## Material for this task
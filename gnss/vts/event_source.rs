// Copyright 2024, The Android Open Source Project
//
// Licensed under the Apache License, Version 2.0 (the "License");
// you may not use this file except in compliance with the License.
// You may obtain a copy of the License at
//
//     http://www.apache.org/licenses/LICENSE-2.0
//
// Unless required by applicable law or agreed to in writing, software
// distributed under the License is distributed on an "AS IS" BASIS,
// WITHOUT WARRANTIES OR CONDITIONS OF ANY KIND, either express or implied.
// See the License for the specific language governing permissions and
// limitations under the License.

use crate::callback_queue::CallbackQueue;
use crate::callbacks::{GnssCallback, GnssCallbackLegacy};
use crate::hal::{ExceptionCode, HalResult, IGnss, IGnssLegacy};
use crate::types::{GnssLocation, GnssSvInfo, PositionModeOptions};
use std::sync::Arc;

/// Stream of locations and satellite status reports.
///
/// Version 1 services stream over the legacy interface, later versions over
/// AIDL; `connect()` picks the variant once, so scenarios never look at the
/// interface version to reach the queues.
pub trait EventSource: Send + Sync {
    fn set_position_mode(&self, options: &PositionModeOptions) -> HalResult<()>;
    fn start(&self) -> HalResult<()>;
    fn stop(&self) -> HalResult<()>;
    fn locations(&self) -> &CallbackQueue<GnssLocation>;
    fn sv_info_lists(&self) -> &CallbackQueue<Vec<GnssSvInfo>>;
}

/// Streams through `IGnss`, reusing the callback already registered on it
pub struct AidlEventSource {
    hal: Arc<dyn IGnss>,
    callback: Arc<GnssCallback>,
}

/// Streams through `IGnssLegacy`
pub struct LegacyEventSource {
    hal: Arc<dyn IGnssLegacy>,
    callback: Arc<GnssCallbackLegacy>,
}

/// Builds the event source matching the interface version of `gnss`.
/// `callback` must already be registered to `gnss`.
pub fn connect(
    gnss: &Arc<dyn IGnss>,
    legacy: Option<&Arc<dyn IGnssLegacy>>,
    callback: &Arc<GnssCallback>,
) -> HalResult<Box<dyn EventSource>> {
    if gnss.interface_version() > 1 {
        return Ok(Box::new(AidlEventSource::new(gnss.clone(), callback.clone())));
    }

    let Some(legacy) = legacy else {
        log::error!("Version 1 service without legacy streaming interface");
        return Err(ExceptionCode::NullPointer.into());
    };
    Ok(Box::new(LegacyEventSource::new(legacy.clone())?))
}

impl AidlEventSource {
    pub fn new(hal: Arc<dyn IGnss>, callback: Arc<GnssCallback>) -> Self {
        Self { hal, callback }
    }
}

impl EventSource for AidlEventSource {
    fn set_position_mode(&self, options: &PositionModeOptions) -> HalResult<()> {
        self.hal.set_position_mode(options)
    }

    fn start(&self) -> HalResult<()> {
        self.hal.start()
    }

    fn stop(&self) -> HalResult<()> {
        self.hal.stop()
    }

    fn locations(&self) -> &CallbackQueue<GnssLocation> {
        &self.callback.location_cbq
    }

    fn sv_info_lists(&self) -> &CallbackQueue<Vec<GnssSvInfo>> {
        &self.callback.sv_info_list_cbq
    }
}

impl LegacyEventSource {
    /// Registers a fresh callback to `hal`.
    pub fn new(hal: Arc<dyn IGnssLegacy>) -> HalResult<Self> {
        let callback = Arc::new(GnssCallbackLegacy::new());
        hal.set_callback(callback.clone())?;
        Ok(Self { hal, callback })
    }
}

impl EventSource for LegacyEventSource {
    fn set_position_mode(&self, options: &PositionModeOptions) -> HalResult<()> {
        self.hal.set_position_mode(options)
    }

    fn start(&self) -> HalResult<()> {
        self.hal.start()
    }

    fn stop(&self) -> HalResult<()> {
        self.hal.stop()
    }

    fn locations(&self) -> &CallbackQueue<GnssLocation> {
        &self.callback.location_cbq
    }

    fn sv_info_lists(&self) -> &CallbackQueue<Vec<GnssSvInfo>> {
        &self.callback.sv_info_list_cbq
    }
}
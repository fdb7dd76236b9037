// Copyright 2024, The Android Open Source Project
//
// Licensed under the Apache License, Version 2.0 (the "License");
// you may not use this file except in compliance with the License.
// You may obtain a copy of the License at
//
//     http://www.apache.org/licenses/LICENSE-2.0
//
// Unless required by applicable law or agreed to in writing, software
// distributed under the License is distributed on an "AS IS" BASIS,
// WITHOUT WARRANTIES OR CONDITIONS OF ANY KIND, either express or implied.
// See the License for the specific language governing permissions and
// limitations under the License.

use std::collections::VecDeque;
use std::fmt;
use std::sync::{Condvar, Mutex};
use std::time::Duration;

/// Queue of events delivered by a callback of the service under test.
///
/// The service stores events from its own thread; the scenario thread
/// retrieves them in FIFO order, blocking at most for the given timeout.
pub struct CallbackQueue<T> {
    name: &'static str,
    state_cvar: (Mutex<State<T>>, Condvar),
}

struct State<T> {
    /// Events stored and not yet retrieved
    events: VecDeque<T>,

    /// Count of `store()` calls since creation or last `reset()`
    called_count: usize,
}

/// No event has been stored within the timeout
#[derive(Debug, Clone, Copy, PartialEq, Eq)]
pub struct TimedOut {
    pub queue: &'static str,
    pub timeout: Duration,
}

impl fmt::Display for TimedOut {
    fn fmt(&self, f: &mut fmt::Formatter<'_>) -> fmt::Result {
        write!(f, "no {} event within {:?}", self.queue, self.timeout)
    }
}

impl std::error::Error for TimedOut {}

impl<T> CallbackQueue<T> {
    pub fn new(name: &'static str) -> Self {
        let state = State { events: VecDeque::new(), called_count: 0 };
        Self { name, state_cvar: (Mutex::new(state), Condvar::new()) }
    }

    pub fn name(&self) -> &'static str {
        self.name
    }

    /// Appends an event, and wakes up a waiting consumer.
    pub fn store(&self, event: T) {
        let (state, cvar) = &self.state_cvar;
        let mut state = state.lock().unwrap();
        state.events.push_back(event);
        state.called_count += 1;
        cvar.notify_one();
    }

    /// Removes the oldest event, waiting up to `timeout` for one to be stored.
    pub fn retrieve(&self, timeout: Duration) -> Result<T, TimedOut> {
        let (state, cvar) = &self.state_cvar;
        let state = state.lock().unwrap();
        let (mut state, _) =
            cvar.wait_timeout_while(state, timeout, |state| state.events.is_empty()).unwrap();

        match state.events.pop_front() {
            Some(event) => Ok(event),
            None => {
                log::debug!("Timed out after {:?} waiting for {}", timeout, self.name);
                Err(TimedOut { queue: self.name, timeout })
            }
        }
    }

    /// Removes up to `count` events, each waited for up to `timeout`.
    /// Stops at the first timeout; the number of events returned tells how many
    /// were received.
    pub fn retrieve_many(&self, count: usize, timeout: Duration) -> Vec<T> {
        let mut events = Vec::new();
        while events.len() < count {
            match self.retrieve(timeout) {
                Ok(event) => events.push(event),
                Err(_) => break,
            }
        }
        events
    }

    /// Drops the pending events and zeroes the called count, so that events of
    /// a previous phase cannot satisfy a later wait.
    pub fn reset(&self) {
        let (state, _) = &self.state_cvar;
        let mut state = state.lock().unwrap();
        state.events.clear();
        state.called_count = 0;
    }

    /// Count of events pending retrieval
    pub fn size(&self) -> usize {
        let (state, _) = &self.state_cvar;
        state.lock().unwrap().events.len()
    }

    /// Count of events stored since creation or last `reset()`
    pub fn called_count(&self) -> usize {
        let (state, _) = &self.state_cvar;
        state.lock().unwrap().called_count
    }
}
--
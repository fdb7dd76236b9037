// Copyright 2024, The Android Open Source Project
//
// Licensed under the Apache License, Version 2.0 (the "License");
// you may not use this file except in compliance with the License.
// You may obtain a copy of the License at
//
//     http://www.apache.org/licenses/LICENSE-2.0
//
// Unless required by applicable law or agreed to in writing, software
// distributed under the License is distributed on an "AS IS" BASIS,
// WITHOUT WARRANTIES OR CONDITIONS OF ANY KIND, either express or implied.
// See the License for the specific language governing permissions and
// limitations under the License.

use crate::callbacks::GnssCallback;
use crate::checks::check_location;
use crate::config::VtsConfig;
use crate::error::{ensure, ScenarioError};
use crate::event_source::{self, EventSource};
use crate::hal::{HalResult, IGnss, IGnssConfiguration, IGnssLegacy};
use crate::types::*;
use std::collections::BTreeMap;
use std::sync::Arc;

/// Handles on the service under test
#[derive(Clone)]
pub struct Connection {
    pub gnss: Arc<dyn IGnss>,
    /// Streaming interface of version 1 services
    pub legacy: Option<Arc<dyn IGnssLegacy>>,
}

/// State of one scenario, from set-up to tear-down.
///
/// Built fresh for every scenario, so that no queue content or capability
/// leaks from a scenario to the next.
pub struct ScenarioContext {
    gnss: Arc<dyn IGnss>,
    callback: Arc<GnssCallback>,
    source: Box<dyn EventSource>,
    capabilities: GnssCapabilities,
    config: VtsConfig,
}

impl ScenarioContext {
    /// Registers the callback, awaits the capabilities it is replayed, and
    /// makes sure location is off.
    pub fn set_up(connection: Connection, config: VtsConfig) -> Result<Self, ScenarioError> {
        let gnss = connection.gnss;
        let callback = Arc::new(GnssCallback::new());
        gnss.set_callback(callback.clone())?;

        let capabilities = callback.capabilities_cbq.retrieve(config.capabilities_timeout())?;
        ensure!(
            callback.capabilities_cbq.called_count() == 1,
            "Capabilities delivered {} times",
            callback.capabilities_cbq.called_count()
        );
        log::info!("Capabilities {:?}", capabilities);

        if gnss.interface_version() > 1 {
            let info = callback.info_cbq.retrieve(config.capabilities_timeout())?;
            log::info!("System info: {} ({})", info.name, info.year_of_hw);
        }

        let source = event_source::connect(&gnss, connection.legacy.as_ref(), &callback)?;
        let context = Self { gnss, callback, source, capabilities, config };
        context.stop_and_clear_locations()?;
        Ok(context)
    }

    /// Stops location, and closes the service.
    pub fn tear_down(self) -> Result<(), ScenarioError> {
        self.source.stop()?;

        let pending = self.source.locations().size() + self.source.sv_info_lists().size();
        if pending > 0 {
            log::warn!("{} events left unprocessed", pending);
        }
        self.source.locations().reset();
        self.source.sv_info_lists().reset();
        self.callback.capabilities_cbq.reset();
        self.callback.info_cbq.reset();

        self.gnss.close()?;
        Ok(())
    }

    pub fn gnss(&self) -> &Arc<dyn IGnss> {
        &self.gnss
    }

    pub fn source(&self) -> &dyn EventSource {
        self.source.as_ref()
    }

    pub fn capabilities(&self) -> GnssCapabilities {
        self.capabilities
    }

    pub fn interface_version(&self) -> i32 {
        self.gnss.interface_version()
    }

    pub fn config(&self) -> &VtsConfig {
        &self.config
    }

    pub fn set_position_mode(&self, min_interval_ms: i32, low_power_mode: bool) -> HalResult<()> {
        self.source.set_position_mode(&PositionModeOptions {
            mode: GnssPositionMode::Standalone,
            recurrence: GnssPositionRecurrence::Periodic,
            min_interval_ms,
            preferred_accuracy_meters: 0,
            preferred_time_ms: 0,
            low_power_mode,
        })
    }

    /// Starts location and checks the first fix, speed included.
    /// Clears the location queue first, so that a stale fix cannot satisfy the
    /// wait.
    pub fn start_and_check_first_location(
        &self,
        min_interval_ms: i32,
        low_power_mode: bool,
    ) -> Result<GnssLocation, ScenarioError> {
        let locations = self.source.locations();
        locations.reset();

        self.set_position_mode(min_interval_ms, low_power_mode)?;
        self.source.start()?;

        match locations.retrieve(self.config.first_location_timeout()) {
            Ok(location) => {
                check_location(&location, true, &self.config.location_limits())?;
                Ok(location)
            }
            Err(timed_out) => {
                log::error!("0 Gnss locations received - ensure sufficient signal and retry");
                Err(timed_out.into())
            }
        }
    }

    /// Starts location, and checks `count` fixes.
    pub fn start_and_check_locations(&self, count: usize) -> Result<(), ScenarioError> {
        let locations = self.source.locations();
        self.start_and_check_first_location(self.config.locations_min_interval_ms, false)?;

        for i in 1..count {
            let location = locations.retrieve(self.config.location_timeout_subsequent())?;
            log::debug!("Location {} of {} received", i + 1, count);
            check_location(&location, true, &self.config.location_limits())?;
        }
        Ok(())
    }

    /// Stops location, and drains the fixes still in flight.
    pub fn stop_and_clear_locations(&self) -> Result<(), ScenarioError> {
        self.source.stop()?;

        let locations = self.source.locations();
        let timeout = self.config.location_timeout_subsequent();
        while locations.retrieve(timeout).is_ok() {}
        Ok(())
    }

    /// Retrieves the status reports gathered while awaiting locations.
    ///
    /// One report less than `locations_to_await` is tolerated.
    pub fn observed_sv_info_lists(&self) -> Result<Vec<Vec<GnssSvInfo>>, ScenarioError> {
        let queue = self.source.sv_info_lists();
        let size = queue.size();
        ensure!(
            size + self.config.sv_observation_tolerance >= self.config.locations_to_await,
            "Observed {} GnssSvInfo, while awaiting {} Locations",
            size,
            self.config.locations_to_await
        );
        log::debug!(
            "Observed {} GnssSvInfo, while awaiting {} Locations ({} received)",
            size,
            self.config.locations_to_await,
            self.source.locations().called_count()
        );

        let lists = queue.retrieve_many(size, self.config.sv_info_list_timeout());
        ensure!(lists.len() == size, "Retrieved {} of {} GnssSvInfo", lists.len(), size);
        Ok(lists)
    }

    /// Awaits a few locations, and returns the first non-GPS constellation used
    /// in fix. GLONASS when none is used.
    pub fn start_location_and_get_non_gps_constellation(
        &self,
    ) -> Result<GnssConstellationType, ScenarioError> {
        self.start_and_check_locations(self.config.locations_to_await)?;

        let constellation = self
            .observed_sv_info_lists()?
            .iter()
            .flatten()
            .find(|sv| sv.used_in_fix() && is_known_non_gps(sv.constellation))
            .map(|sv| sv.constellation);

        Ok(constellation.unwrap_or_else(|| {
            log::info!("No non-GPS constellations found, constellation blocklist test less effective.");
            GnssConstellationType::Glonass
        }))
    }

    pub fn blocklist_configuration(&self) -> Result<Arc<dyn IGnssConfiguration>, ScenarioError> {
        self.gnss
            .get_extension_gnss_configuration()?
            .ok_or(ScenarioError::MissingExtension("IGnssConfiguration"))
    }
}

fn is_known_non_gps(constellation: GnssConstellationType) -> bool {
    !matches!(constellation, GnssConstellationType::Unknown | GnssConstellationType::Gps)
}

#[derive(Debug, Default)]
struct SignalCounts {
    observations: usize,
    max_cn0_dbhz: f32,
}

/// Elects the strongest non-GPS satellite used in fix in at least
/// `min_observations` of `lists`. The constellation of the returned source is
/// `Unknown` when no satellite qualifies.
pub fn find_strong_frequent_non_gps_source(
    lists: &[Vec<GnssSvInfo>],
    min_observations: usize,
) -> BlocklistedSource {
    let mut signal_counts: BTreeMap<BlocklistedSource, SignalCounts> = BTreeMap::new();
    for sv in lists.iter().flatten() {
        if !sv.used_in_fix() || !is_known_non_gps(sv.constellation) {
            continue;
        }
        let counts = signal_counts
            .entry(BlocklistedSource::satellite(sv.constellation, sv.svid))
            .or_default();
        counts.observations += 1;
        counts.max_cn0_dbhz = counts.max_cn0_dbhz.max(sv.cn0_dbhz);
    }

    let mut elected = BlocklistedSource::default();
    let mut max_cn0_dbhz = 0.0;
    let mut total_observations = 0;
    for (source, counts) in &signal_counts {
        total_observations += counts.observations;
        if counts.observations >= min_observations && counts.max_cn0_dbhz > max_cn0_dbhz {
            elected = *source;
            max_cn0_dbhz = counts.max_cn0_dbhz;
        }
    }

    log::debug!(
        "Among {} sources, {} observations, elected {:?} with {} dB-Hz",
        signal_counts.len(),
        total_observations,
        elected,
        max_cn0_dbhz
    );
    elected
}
* * *
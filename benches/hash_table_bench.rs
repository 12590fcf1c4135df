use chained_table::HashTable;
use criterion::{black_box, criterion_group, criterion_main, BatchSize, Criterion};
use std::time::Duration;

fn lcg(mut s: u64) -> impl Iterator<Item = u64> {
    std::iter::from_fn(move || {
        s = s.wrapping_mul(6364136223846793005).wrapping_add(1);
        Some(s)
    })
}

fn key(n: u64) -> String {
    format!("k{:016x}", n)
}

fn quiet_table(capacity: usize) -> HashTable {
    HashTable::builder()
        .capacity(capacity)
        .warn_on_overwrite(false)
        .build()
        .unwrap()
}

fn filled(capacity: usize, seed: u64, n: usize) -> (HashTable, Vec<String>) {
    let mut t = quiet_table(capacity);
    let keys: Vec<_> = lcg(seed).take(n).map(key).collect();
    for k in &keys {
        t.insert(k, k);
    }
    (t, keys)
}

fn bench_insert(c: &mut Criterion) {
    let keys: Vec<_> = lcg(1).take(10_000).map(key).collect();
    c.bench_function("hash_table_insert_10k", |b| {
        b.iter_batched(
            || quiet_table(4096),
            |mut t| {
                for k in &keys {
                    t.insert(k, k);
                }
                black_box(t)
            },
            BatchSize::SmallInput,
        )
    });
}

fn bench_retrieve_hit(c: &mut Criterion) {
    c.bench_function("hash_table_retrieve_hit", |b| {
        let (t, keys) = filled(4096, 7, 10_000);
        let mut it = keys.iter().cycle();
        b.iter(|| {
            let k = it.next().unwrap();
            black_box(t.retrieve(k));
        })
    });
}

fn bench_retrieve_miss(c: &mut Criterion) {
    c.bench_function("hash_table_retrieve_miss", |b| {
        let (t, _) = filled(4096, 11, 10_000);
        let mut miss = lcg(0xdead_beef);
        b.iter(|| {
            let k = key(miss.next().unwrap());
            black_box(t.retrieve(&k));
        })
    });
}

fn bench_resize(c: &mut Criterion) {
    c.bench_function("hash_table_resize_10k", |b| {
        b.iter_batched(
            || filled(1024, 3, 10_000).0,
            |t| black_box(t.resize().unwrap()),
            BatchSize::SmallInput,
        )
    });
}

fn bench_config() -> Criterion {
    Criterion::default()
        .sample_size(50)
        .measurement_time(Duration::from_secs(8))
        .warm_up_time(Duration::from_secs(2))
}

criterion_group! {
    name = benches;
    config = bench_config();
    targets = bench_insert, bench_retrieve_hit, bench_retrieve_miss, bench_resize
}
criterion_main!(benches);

## Requirement
Copy the lines above exactly. Start with the line containing "filename gnss/vts/event_source.rs", end with the line containing "fn stop(&self) -> HalResult<()>;", and include both.

## Written answer
filename gnss/vts/event_source.rs
// Copyright 2024, The Android Open Source Project
//
// Licensed under the Apache License, Version 2.0 (the "License");
// you may not use this file except in compliance with the License.
// You may obtain a copy of the License at
//
//     http://www.apache.org/licenses/LICENSE-2.0
//
// Unless required by applicable law or agreed to in writing, software
// distributed under the License is distributed on an "AS IS" BASIS,
// WITHOUT WARRANTIES OR CONDITIONS OF ANY KIND, either express or implied.
// See the License for the specific language governing permissions and
// limitations under the License.

use crate::callback_queue::CallbackQueue;
use crate::callbacks::{GnssCallback, GnssCallbackLegacy};
use crate::hal::{ExceptionCode, HalResult, IGnss, IGnssLegacy};
use crate::types::{GnssLocation, GnssSvInfo, PositionModeOptions};
use std::sync::Arc;

/// Stream of locations and satellite status reports.
///
/// Version 1 services stream over the legacy interface, later versions over
/// AIDL; `connect()` picks the variant once, so scenarios never look at the
/// interface version to reach the queues.
pub trait EventSource: Send + Sync {
    fn set_position_mode(&self, options: &PositionModeOptions) -> HalResult<()>;
    fn start(&self) -> HalResult<()>;
    fn stop(&self) -> HalResult<()>;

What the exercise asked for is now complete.